(Stored data)
>>

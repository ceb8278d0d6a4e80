//! The API client: one attempt/retry loop behind every HTTP verb
//!
//! Each call resolves its URL once, then runs up to `1 + retry_count`
//! attempts. Every attempt re-reads the bearer token, is raced against the
//! call's timeout, and is classified:
//!
//! - 2xx: decode and return
//! - 4xx except 429: terminal `CLIENT_ERROR`, no retry
//! - timeout: terminal `TIMEOUT` (408), no retry
//! - 5xx / 429 / transport failure: retry after `retry_delay * n`
//!
//! When a retrying strategy runs out of attempts the call fails with
//! `RETRY_EXHAUSTED` (503). With `RetryStrategy::none()` the single failure
//! is returned as-is.

use std::fmt;
use std::sync::Arc;
use std::time::{Duration, Instant};

use reqwest::header::{AUTHORIZATION, CONTENT_TYPE, HeaderMap, HeaderName, HeaderValue};
use reqwest::{StatusCode, Url};
use serde::Serialize;
use serde::de::DeserializeOwned;
use serde_json::Value;
use tracing::{Span, debug, instrument, warn};

use crate::credentials::{Anonymous, StaticToken, TokenSource};
use crate::error::{ApiError, Result};
use crate::metrics;
use crate::options::{DEFAULT_TIMEOUT, RequestOptions, RetryStrategy, millis};
use crate::request::ApiRequest;
use crate::url::resolve_url;

/// Correlation header sent on every attempt of a call.
pub const REQUEST_ID_HEADER: &str = "x-request-id";

/// Backend API client.
///
/// Cheap to clone: the connection pool and token source are shared.
#[derive(Clone)]
pub struct ApiClient {
    http: reqwest::Client,
    base_url: Option<Url>,
    tokens: Arc<dyn TokenSource>,
    retry: RetryStrategy,
    timeout: Duration,
}

impl fmt::Debug for ApiClient {
    fn fmt(&self, f: &mut fmt::Formatter<'_>) -> fmt::Result {
        f.debug_struct("ApiClient")
            .field("base_url", &self.base_url.as_ref().map(Url::as_str))
            .field("retry", &self.retry)
            .field("timeout", &self.timeout)
            .finish_non_exhaustive()
    }
}

/// Builder for `ApiClient`. Defaults: no base URL, anonymous, two linear
/// retries one second apart (`RetryStrategy::default()`), 30s timeout,
/// cookie store enabled. Pass `RetryStrategy::none()` for a single attempt.
pub struct ApiClientBuilder {
    http: Option<reqwest::Client>,
    base_url: Option<Url>,
    tokens: Arc<dyn TokenSource>,
    retry: RetryStrategy,
    timeout: Duration,
}

impl Default for ApiClientBuilder {
    fn default() -> Self {
        Self {
            http: None,
            base_url: None,
            tokens: Arc::new(Anonymous),
            retry: RetryStrategy::default(),
            timeout: DEFAULT_TIMEOUT,
        }
    }
}

impl ApiClientBuilder {
    /// Origin that relative request paths are joined onto.
    pub fn base_url(mut self, base_url: Url) -> Self {
        self.base_url = Some(base_url);
        self
    }

    pub fn token_source(mut self, tokens: Arc<dyn TokenSource>) -> Self {
        self.tokens = tokens;
        self
    }

    pub fn bearer_token(self, token: impl Into<common::Secret<String>>) -> Self {
        self.token_source(Arc::new(StaticToken::new(token)))
    }

    /// Default strategy for calls that don't override it.
    pub fn retry(mut self, retry: RetryStrategy) -> Self {
        self.retry = retry;
        self
    }

    /// Default per-attempt timeout.
    pub fn timeout(mut self, timeout: Duration) -> Self {
        self.timeout = timeout;
        self
    }

    /// Use a preconfigured reqwest client instead of the default one.
    pub fn http_client(mut self, http: reqwest::Client) -> Self {
        self.http = Some(http);
        self
    }

    pub fn build(self) -> Result<ApiClient> {
        let http = match self.http {
            Some(http) => http,
            None => reqwest::Client::builder()
                .cookie_store(true)
                .build()
                .map_err(|e| ApiError::unknown(format!("failed to build HTTP client: {e}")))?,
        };

        if self.base_url.is_none() {
            warn!("API base URL is not set; relative paths will not resolve");
        }

        Ok(ApiClient {
            http,
            base_url: self.base_url,
            tokens: self.tokens,
            retry: self.retry,
            timeout: self.timeout,
        })
    }
}

impl ApiClient {
    pub fn builder() -> ApiClientBuilder {
        ApiClientBuilder::default()
    }

    /// A client sharing this one's pool and defaults but authenticating with
    /// `tokens`.
    pub fn with_token_source(&self, tokens: Arc<dyn TokenSource>) -> Self {
        Self {
            tokens,
            ..self.clone()
        }
    }

    pub fn base_url(&self) -> Option<&Url> {
        self.base_url.as_ref()
    }

    pub fn retry_strategy(&self) -> RetryStrategy {
        self.retry
    }

    pub fn timeout(&self) -> Duration {
        self.timeout
    }

    pub async fn get<T: DeserializeOwned>(&self, path: &str) -> Result<T> {
        self.send(ApiRequest::get(path)).await
    }

    pub async fn get_with<T: DeserializeOwned>(
        &self,
        path: &str,
        options: RequestOptions,
    ) -> Result<T> {
        self.send(ApiRequest::get(path).options(options)).await
    }

    pub async fn post<B, T>(&self, path: &str, body: &B) -> Result<T>
    where
        B: Serialize + ?Sized,
        T: DeserializeOwned,
    {
        self.send(ApiRequest::post(path).json(body)?).await
    }

    pub async fn post_with<B, T>(&self, path: &str, body: &B, options: RequestOptions) -> Result<T>
    where
        B: Serialize + ?Sized,
        T: DeserializeOwned,
    {
        self.send(ApiRequest::post(path).json(body)?.options(options))
            .await
    }

    pub async fn put<B, T>(&self, path: &str, body: &B) -> Result<T>
    where
        B: Serialize + ?Sized,
        T: DeserializeOwned,
    {
        self.send(ApiRequest::put(path).json(body)?).await
    }

    pub async fn put_with<B, T>(&self, path: &str, body: &B, options: RequestOptions) -> Result<T>
    where
        B: Serialize + ?Sized,
        T: DeserializeOwned,
    {
        self.send(ApiRequest::put(path).json(body)?.options(options))
            .await
    }

    pub async fn patch<B, T>(&self, path: &str, body: &B) -> Result<T>
    where
        B: Serialize + ?Sized,
        T: DeserializeOwned,
    {
        self.send(ApiRequest::patch(path).json(body)?).await
    }

    pub async fn patch_with<B, T>(
        &self,
        path: &str,
        body: &B,
        options: RequestOptions,
    ) -> Result<T>
    where
        B: Serialize + ?Sized,
        T: DeserializeOwned,
    {
        self.send(ApiRequest::patch(path).json(body)?.options(options))
            .await
    }

    pub async fn delete<T: DeserializeOwned>(&self, path: &str) -> Result<T> {
        self.send(ApiRequest::delete(path)).await
    }

    pub async fn delete_with<T: DeserializeOwned>(
        &self,
        path: &str,
        options: RequestOptions,
    ) -> Result<T> {
        self.send(ApiRequest::delete(path).options(options)).await
    }

    /// Issue `request` and decode a successful body into `T`.
    ///
    /// `T` is the expected shape of the body; a 2xx whose body does not
    /// match is rejected as `UNKNOWN_ERROR` instead of being trusted.
    /// Bodiless successes (204, `parse_json = false`, empty body) decode from
    /// `null`, so use `()`, `Option<_>` or `Value` for them.
    #[instrument(skip_all, fields(method = %request.method, path = %request.path, request_id = tracing::field::Empty))]
    pub async fn send<T: DeserializeOwned>(&self, request: ApiRequest) -> Result<T> {
        let request_id = format!("req_{}", uuid::Uuid::new_v4().as_simple());
        Span::current().record("request_id", request_id.as_str());

        let started = Instant::now();
        let result = match self.execute(&request, &request_id).await {
            Ok(value) => decode(value),
            Err(e) => Err(e),
        };

        let outcome = match &result {
            Ok(_) => "ok",
            Err(e) => e.category.as_str(),
        };
        metrics::record_request(
            request.method.as_str(),
            outcome,
            started.elapsed().as_secs_f64(),
        );
        result
    }

    async fn execute(&self, request: &ApiRequest, request_id: &str) -> Result<Value> {
        let url = resolve_url(self.base_url.as_ref(), &request.path)?;
        let strategy = request.options.resolve_strategy(self.retry);
        let timeout = request.options.resolve_timeout(self.timeout);
        let max_attempts = strategy.max_attempts();

        let mut last_error: Option<ApiError> = None;

        for attempt in 1..=max_attempts {
            if let Some(previous) = &last_error {
                let delay = strategy.delay_before(attempt);
                warn!(
                    attempt,
                    max_attempts,
                    delay_ms = millis(delay),
                    status = previous.status,
                    category = %previous.category,
                    "retrying request"
                );
                metrics::record_retry(request.method.as_str());
                tokio::time::sleep(delay).await;
            }

            match self.attempt(request, &url, timeout, request_id).await {
                Ok(value) => {
                    debug!(attempt, "request succeeded");
                    return Ok(value);
                }
                Err(e) if e.is_retryable() => {
                    debug!(attempt, status = e.status, error = %e, "attempt failed");
                    last_error = Some(e);
                }
                Err(e) => return Err(e),
            }
        }

        let last = last_error.unwrap_or_else(|| ApiError::unknown("request was never attempted"));
        if strategy.retries() > 0 {
            warn!(
                attempts = max_attempts,
                last_status = last.status,
                "retries exhausted"
            );
            Err(ApiError::retry_exhausted(max_attempts, &last))
        } else {
            Err(last)
        }
    }

    async fn attempt(
        &self,
        request: &ApiRequest,
        url: &Url,
        timeout: Duration,
        request_id: &str,
    ) -> Result<Value> {
        let headers = self.attempt_headers(request, request_id).await;
        let mut builder = self
            .http
            .request(request.method.clone(), url.clone())
            .headers(headers);
        if let Some(body) = &request.body {
            builder = builder.body(body.to_string());
        }

        let exchange = async move {
            let response = builder.send().await?;
            let status = response.status();
            let bytes = response.bytes().await?;
            Ok::<_, reqwest::Error>((status, bytes))
        };

        let (status, bytes) = match tokio::time::timeout(timeout, exchange).await {
            Err(_) => {
                warn!(timeout_ms = millis(timeout), "request timed out");
                return Err(ApiError::timeout(timeout));
            }
            Ok(Err(e)) if e.is_timeout() => return Err(ApiError::timeout(timeout)),
            Ok(Err(e)) if e.is_builder() => {
                return Err(ApiError::unknown(format!("failed to build request: {e}")));
            }
            Ok(Err(e)) => return Err(ApiError::network(e)),
            Ok(Ok(exchanged)) => exchanged,
        };

        let parse_json = request.options.parse_json;

        if status.is_success() {
            if !parse_json
                || status == StatusCode::NO_CONTENT
                || bytes.iter().all(u8::is_ascii_whitespace)
            {
                return Ok(Value::Null);
            }
            return serde_json::from_slice(&bytes).map_err(|e| {
                ApiError::invalid_body(
                    e,
                    Some(Value::String(String::from_utf8_lossy(&bytes).into_owned())),
                )
            });
        }

        let body = parse_json.then(|| error_body(&bytes));
        Err(ApiError::from_status(status, body))
    }

    /// Headers for one attempt: JSON content type, caller overrides, request
    /// id, then the bearer token (looked up fresh every attempt).
    async fn attempt_headers(&self, request: &ApiRequest, request_id: &str) -> HeaderMap {
        let mut headers = HeaderMap::new();
        headers.insert(CONTENT_TYPE, HeaderValue::from_static("application/json"));
        for (name, value) in &request.headers {
            headers.insert(name.clone(), value.clone());
        }
        if let Ok(value) = HeaderValue::from_str(request_id) {
            headers.insert(HeaderName::from_static(REQUEST_ID_HEADER), value);
        }

        if let Some(token) = self.tokens.bearer_token().await {
            match HeaderValue::from_str(&format!("Bearer {}", token.expose())) {
                Ok(mut value) => {
                    value.set_sensitive(true);
                    headers.insert(AUTHORIZATION, value);
                }
                Err(_) => {
                    warn!("stored bearer token is not a valid header value; sending unauthenticated");
                }
            }
        }

        headers
    }
}

/// Error body: JSON when it parses, otherwise the raw text as a JSON string.
fn error_body(bytes: &[u8]) -> Value {
    serde_json::from_slice(bytes)
        .unwrap_or_else(|_| Value::String(String::from_utf8_lossy(bytes).into_owned()))
}

fn decode<T: DeserializeOwned>(value: Value) -> Result<T> {
    match T::deserialize(&value) {
        Ok(decoded) => Ok(decoded),
        Err(e) => Err(ApiError::invalid_body(e, Some(value))),
    }
}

<<

» **TASK TO CARRY OUT**
All lines holding the word "started" must be copied from the data.

» **RESPONSE BELOW**
        let started = Instant::now();
            started.elapsed().as_secs_f64(),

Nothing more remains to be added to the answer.